▸ **Work to complete**
Go through the entries below and pick out every line with "PlatformError".

[Stored data entries]
▬▬▬▬▬▬
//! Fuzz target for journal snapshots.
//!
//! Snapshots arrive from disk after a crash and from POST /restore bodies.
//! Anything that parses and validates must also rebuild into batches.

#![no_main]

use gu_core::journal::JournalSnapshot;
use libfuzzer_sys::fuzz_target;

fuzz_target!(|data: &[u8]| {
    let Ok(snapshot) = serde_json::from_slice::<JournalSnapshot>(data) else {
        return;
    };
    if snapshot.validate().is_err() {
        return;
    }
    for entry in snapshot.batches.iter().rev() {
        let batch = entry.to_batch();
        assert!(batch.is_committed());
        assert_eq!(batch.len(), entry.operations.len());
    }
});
▬▬▬▬▬▬
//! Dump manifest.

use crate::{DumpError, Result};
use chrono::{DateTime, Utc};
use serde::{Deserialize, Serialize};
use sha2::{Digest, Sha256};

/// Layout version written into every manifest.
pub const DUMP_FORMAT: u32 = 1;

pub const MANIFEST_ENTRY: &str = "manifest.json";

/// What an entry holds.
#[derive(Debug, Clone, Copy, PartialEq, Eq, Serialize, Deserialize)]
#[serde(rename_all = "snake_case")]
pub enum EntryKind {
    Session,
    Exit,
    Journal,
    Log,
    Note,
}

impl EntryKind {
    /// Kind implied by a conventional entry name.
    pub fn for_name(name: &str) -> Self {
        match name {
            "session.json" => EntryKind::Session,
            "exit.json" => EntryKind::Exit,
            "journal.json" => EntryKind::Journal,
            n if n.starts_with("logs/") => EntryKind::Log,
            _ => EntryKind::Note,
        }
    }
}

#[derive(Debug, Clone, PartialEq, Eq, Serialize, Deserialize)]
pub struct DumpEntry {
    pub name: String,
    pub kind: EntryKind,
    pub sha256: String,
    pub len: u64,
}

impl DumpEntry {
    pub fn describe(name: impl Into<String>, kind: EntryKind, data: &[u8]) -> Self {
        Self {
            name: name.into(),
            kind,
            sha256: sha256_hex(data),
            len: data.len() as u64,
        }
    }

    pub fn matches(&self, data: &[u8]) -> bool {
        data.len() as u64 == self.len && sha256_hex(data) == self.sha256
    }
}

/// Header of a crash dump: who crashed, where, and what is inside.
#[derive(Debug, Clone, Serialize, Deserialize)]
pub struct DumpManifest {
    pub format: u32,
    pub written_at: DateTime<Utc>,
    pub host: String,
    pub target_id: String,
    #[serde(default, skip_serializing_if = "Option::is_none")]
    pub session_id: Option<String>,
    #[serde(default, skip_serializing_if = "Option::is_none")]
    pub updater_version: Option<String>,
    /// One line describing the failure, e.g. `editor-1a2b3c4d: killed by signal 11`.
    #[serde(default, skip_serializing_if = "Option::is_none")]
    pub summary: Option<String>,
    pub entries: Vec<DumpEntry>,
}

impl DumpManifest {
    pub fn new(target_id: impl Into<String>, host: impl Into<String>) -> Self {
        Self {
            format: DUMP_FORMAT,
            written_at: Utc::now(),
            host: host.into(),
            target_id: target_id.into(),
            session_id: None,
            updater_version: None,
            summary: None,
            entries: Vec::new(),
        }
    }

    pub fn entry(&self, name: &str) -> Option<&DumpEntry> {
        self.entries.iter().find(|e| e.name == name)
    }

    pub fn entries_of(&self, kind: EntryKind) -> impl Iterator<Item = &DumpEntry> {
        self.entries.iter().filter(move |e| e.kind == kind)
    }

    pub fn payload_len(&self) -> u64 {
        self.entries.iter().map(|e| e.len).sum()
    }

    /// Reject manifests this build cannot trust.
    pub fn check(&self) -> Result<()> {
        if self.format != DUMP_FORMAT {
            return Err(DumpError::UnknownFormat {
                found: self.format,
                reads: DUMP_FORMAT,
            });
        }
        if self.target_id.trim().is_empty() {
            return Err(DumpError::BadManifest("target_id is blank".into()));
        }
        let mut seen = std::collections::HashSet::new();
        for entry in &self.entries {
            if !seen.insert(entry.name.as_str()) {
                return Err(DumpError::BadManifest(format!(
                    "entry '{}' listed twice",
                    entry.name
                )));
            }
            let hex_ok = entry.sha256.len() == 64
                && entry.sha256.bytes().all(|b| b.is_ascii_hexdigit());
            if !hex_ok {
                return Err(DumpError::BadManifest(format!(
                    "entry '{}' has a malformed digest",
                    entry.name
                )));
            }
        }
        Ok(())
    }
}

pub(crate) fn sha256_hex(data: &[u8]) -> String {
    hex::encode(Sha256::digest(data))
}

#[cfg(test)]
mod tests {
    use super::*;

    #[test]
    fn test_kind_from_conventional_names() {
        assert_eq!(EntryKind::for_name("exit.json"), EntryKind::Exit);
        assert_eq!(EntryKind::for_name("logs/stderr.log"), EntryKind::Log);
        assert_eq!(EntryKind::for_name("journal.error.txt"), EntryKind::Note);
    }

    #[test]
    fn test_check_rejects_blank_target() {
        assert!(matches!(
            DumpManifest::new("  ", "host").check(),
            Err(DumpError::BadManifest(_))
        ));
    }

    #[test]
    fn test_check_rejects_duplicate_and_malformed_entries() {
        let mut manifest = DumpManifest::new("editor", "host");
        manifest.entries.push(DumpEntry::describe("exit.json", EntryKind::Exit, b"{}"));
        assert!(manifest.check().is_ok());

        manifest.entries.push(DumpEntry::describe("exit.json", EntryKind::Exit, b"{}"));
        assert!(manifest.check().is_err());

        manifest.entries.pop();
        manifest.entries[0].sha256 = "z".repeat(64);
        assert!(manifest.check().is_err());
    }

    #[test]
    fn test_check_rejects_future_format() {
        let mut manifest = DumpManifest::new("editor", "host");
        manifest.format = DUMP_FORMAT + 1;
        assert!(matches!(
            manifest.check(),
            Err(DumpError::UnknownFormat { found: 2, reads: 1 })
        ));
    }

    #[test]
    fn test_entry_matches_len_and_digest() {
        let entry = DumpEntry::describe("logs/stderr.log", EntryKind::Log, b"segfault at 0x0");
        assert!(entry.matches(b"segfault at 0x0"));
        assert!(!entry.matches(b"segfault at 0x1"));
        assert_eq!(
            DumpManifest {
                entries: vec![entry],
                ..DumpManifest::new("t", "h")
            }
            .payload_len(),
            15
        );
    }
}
▬▬▬▬▬▬
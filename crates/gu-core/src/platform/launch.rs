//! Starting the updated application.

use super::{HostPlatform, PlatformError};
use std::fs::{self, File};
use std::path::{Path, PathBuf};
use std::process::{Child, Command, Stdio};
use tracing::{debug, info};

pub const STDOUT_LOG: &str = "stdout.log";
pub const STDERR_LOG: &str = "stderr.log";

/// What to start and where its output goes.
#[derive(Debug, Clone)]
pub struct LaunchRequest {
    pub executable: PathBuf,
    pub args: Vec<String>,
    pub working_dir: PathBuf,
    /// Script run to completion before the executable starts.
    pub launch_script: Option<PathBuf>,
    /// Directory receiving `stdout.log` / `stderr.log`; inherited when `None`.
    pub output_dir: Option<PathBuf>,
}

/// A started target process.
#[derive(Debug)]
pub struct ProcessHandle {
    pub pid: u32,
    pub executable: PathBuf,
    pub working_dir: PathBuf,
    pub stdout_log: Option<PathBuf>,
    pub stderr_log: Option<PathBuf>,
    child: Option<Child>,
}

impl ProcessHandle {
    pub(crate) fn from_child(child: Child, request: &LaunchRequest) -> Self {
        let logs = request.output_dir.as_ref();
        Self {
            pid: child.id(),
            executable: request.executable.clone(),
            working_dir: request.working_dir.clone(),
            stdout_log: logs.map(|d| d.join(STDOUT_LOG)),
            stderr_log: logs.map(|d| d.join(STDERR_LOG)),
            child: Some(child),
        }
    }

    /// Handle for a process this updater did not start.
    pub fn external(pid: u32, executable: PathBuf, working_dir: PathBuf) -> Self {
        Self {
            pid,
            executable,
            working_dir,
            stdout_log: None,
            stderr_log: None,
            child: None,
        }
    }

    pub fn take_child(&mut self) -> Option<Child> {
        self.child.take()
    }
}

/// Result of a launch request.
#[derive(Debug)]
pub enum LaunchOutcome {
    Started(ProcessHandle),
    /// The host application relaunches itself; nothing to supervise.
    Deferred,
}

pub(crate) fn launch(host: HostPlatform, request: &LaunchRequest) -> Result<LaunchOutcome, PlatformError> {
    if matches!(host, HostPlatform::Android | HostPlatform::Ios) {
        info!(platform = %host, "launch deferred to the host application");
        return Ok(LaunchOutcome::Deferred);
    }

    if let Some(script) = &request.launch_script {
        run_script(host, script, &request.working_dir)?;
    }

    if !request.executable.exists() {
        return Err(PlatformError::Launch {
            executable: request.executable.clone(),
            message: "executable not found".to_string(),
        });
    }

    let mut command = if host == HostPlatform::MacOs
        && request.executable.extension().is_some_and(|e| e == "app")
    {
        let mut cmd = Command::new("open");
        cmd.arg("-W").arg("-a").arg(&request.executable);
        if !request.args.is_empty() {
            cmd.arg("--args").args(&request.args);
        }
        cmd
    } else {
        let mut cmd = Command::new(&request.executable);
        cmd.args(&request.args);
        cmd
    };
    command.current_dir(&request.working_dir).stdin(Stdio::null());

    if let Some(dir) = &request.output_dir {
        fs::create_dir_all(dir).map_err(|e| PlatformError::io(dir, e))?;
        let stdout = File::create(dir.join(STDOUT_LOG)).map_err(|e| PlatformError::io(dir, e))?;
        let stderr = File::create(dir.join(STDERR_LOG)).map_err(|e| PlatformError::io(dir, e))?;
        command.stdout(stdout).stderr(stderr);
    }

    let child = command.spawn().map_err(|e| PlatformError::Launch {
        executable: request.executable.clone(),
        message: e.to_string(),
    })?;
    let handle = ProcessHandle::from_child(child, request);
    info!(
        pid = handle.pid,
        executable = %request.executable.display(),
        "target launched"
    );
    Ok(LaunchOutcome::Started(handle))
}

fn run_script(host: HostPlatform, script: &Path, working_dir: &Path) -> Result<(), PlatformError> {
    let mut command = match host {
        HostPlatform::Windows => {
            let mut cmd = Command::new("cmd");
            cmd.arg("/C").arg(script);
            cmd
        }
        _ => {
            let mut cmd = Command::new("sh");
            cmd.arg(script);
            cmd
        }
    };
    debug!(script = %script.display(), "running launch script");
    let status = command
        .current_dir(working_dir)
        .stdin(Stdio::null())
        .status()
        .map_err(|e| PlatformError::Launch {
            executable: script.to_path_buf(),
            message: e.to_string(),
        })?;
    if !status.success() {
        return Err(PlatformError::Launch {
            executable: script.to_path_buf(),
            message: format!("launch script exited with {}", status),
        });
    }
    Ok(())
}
▬▬▬▬▬▬
▸ **Answer below**
use super::{HostPlatform, PlatformError};
pub(crate) fn launch(host: HostPlatform, request: &LaunchRequest) -> Result<LaunchOutcome, PlatformError> {
        return Err(PlatformError::Launch {
        fs::create_dir_all(dir).map_err(|e| PlatformError::io(dir, e))?;
        let stdout = File::create(dir.join(STDOUT_LOG)).map_err(|e| PlatformError::io(dir, e))?;
        let stderr = File::create(dir.join(STDERR_LOG)).map_err(|e| PlatformError::io(dir, e))?;
    let child = command.spawn().map_err(|e| PlatformError::Launch {
fn run_script(host: HostPlatform, script: &Path, working_dir: &Path) -> Result<(), PlatformError> {
        .map_err(|e| PlatformError::Launch {
        return Err(PlatformError::Launch {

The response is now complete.